Three Countries Just Cracked the Battery Problem. Now Comes the Hard Part.
China hit 700 Wh/kg. A US startup drove 745 miles on one charge. The race to replace lithium-ion is on — and it happened in a single week.
Your phone battery holds about 250 watt-hours per kilogram. So does the one in a Tesla. That number hasn't changed much in a decade. In the last seven days, three separate teams from three countries blew past it — and they're not even using the same chemistry.
700 Wh/kg. Published in Nature.
On Thursday, a team led by Chen Jun at the Chinese Academy of Sciences published a paper in Nature describing a lithium-metal battery that hit 700 Wh/kg at room temperature.

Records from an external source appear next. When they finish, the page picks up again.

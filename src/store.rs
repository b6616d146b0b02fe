//! Item Store
//!
//! Persistent mapping from normalized item name to encoded [`Item`], with
//! prefix search for autocomplete-style lookup.
//!
//! ## Guarantees
//! - Key is always `lowercase(name)`; same-name writes are last-write-wins
//! - A failed save leaves the prior value of the key untouched
//! - Search never fails: a scan that cannot start yields nothing, records
//!   that cannot be decoded are skipped and counted

use std::fs;
use std::path::{Path, PathBuf};
use std::sync::atomic::{AtomicU64, Ordering};

use crate::config::Config;
use crate::engine::Engine;
use crate::error::{ItemDbError, Result};
use crate::item::{normalize_key, Item};

/// Name of the single bucket holding item records
pub const BUCKET_NAME: &str = "items";

/// Result of a best-effort prefix scan
#[derive(Debug, Default, Clone, PartialEq)]
pub struct SearchOutcome {
    /// Decoded records in key order
    pub items: Vec<Item>,
    /// Entries matched by the scan but dropped because they failed to decode
    pub skipped: usize,
}

/// Embedded item store
pub struct ItemStore {
    root: PathBuf,
    engine: Engine,
    /// Cumulative count of records skipped by searches
    skipped: AtomicU64,
}

impl ItemStore {
    /// Open or create a store at `path` with default settings
    pub fn open(path: impl AsRef<Path>) -> Result<Self> {
        Self::open_with(Config::builder().data_dir(path.as_ref()).build())
    }

    /// Open or create a store described by `config`
    ///
    /// Creates the item bucket on first open. Any failure to initialize the
    /// underlying storage is reported as `ItemDbError::Open`.
    pub fn open_with(config: Config) -> Result<Self> {
        let root = config.data_dir.clone();
        let bucket_dir = root.join(BUCKET_NAME);

        let engine = Self::ensure_bucket(&root, &bucket_dir)
            .and_then(|_| {
                let mut engine_config = config.clone();
                engine_config.data_dir = bucket_dir.clone();
                Engine::open(engine_config)
            })
            .map_err(|e| ItemDbError::Open(format!("{}: {}", root.display(), e)))?;

        tracing::info!(
            path = %root.display(),
            sstables = engine.sstable_count(),
            "item store opened"
        );

        Ok(Self {
            root,
            engine,
            skipped: AtomicU64::new(0),
        })
    }

    fn ensure_bucket(root: &Path, bucket_dir: &Path) -> Result<()> {
        fs::create_dir_all(root)?;
        if !bucket_dir.is_dir() {
            tracing::info!(bucket = BUCKET_NAME, "creating bucket");
            fs::create_dir(bucket_dir)?;
        }
        Ok(())
    }

    /// Upsert `item` under `lowercase(item.name)`
    pub fn save_item(&self, item: &Item) -> Result<()> {
        let value = item.encode()?;
        let key = item.key();

        self.engine
            .put(&key, &value)
            .map_err(|e| ItemDbError::Write(format!("{:?}: {}", item.name, e)))?;

        tracing::debug!(name = %item.name, bytes = value.len(), "saved item");
        Ok(())
    }

    /// Look up an item by name, any casing
    pub fn get_item(&self, name: &str) -> Result<Item> {
        match self.engine.get(&normalize_key(name))? {
            Some(bytes) => Item::decode(&bytes),
            None => Err(ItemDbError::NotFound(name.to_string())),
        }
    }

    /// Up to `limit` items whose normalized name starts with `lowercase(prefix)`
    pub fn search_items(&self, prefix: &str, limit: usize) -> Vec<Item> {
        self.search(prefix, limit).items
    }

    /// Like [`ItemStore::search_items`], also reporting skipped entries
    pub fn search(&self, prefix: &str, limit: usize) -> SearchOutcome {
        let entries = match self.engine.scan_prefix(&normalize_key(prefix), limit) {
            Ok(entries) => entries,
            Err(e) => {
                tracing::warn!(prefix, error = %e, "prefix scan failed; returning no results");
                return SearchOutcome::default();
            }
        };

        let outcome = entries
            .into_iter()
            .fold(SearchOutcome::default(), |mut acc, (key, value)| {
                match Item::decode(&value) {
                    Ok(item) => acc.items.push(item),
                    Err(e) => {
                        tracing::warn!(
                            key = %String::from_utf8_lossy(&key),
                            error = %e,
                            "skipping undecodable record"
                        );
                        acc.skipped += 1;
                    }
                }
                acc
            });

        if outcome.skipped > 0 {
            self.skipped.fetch_add(outcome.skipped as u64, Ordering::Relaxed);
        }

        outcome
    }

    /// Total records skipped by searches since this handle was opened
    pub fn skipped_records(&self) -> u64 {
        self.skipped.load(Ordering::Relaxed)
    }

    /// Force buffered writes into an SSTable
    pub fn flush(&self) -> Result<()> {
        self.engine.flush()
    }

    /// Root directory of this store
    pub fn path(&self) -> &Path {
        &self.root
    }

    /// Flush and release the store; the handle cannot be used afterwards
    pub fn close(self) -> Result<()> {
        tracing::info!(path = %self.root.display(), "closing item store");
        self.engine.close()
    }
}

That's nearly triple what's inside your EV right now.
The trick was replacing oxygen atoms with fluorine ones in the electrolyte. The fluorinated hydrocarbon solvent improved ion conductivity at extreme energy densities — and did something nobody expected at the bottom of the temperature range. At -50°C, the battery still held nearly 400 Wh/kg. That's better than most current batteries perform at room temperature.
Chen's team isn't working in isolation. Earlier this month, they partnered with FAW Group's Hongqi brand to install a 500 Wh/kg lithium-rich manganese solid-liquid battery in an actual vehicle. Lu Tianjun, GM of China Automotive New Energy Battery Technology Co, said EVs with these batteries will exceed 1,000 km (620 miles) on a single charge. Mass production target: end of 2026.
"Conservatively, its performance would mean an improvement of about 50 percent compared with current technologies," Lu said.
745 miles on one charge. In a real car.
While Chinese scientists were publishing in Nature, a company in Massachusetts was signing manufacturing deals.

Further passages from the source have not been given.